EXERCISE GOAL –
Please copy out each line of the listing that contains the word "backend".

DATA FOR REVIEW –
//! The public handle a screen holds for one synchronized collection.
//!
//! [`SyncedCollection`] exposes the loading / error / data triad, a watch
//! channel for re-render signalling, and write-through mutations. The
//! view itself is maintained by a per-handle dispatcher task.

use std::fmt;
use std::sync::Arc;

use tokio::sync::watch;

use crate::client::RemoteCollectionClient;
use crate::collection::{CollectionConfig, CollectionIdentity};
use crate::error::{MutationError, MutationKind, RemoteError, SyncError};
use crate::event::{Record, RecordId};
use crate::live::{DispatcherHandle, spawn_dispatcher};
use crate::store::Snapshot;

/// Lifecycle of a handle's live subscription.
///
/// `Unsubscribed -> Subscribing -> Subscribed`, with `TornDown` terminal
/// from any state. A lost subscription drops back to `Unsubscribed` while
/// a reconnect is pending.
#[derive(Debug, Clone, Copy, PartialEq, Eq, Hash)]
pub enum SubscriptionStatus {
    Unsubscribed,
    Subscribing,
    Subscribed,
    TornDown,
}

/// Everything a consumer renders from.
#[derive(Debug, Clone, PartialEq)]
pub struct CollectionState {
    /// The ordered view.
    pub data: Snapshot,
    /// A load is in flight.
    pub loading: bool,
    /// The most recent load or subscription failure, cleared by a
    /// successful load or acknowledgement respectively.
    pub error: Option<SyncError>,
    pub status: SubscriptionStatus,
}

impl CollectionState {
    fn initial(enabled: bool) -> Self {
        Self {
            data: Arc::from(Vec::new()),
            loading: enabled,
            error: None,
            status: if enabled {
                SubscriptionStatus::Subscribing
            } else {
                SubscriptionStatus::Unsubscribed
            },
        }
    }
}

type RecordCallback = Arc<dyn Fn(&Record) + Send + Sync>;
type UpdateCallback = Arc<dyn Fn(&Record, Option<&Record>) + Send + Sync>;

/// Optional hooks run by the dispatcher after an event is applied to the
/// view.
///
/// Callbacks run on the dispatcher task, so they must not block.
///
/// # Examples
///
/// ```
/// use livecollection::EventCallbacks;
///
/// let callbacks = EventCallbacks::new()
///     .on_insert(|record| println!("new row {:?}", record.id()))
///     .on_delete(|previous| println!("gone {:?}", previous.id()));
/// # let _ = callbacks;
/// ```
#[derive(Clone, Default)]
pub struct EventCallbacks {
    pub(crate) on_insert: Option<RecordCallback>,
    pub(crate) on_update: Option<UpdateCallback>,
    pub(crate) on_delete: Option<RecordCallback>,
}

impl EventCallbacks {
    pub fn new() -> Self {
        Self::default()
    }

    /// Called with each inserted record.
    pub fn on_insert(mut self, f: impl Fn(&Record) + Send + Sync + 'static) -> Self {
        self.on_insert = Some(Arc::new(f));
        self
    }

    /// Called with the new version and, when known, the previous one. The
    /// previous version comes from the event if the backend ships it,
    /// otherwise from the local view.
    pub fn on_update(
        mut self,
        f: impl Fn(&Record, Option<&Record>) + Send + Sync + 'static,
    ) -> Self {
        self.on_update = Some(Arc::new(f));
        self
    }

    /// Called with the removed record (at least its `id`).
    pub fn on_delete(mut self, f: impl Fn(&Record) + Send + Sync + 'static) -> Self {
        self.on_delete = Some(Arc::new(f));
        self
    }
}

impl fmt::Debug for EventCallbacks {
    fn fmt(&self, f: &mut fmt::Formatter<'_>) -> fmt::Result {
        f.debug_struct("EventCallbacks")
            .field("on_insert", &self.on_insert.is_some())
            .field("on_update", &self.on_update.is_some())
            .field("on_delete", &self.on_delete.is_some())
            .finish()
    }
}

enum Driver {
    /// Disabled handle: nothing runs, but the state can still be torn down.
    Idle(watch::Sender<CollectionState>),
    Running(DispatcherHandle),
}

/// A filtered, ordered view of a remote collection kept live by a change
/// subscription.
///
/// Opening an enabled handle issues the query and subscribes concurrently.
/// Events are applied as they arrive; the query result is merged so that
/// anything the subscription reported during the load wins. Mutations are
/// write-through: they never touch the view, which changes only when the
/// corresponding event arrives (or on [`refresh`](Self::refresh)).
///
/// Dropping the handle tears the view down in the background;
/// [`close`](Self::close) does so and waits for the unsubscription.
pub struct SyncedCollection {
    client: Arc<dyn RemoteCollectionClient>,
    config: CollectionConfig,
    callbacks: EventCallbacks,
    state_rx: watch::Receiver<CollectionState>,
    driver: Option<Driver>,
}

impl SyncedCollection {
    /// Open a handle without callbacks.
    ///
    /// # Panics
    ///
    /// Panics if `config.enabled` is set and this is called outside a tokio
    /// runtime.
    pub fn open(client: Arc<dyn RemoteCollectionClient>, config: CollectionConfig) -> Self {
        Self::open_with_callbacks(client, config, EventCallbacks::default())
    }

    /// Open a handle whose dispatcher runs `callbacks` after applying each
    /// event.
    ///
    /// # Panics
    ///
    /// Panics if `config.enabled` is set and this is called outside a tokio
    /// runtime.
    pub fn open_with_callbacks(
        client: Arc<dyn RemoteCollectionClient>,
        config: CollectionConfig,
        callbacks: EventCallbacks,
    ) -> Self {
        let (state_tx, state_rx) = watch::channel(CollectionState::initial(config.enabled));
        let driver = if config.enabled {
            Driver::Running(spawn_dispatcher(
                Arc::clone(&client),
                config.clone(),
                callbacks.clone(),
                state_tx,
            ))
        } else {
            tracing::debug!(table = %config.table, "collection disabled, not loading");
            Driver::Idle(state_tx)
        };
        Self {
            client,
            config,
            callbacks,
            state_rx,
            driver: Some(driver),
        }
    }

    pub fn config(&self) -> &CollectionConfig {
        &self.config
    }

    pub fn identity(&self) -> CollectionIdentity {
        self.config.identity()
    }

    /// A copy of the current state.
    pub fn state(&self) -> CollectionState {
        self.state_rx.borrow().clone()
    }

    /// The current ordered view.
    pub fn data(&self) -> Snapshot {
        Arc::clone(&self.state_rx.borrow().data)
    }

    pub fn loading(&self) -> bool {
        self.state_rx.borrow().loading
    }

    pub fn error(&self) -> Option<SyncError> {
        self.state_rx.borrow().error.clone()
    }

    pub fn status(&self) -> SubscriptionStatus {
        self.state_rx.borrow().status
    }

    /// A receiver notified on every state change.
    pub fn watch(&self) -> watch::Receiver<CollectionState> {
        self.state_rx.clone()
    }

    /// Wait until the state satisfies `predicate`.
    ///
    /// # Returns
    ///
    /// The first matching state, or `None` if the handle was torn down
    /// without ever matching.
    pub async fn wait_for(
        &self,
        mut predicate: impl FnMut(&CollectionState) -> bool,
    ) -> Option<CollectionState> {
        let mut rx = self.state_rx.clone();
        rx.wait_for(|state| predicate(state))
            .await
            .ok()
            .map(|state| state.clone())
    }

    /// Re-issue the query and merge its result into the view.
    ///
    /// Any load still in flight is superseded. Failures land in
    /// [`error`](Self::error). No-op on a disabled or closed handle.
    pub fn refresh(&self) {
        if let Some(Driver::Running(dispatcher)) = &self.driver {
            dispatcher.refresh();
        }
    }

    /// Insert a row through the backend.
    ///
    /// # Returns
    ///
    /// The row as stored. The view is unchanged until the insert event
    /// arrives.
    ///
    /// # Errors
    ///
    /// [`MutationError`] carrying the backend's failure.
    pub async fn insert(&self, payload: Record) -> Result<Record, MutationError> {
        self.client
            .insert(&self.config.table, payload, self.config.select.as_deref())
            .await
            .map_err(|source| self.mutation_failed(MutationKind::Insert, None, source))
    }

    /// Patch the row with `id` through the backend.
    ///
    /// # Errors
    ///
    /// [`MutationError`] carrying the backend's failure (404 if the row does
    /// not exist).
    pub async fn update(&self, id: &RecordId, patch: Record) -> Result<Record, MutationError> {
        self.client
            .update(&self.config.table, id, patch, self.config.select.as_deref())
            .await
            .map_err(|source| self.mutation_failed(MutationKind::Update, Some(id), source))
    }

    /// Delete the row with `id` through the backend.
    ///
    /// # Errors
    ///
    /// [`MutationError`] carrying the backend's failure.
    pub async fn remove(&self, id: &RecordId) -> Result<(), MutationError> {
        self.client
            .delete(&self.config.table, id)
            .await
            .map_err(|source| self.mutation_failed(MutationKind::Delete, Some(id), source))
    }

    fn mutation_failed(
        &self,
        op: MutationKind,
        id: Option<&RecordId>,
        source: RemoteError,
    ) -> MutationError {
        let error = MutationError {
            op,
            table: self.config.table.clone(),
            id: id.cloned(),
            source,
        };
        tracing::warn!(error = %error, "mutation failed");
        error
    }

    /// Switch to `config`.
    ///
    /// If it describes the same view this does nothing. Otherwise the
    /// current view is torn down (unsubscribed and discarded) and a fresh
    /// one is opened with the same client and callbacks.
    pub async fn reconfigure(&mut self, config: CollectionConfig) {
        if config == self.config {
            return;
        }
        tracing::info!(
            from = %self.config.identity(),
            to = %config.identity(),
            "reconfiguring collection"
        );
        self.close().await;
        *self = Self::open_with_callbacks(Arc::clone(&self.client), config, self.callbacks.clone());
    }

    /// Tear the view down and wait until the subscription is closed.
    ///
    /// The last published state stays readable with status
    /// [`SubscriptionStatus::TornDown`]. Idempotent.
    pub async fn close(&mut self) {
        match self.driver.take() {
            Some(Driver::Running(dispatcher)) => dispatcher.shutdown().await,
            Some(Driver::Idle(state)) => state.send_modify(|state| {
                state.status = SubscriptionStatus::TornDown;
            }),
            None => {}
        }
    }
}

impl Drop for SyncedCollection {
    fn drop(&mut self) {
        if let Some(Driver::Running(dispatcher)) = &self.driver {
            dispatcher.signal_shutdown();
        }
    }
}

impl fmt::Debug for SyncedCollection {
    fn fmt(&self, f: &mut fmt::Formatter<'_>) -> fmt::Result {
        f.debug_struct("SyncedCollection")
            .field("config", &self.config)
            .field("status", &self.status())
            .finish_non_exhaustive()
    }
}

YOUR RESPONSE –
    /// previous version comes from the event if the backend ships it,
    /// Insert a row through the backend.
    /// [`MutationError`] carrying the backend's failure.
    /// Patch the row with `id` through the backend.
    /// [`MutationError`] carrying the backend's failure (404 if the row does
    /// Delete the row with `id` through the backend.
    /// [`MutationError`] carrying the backend's failure.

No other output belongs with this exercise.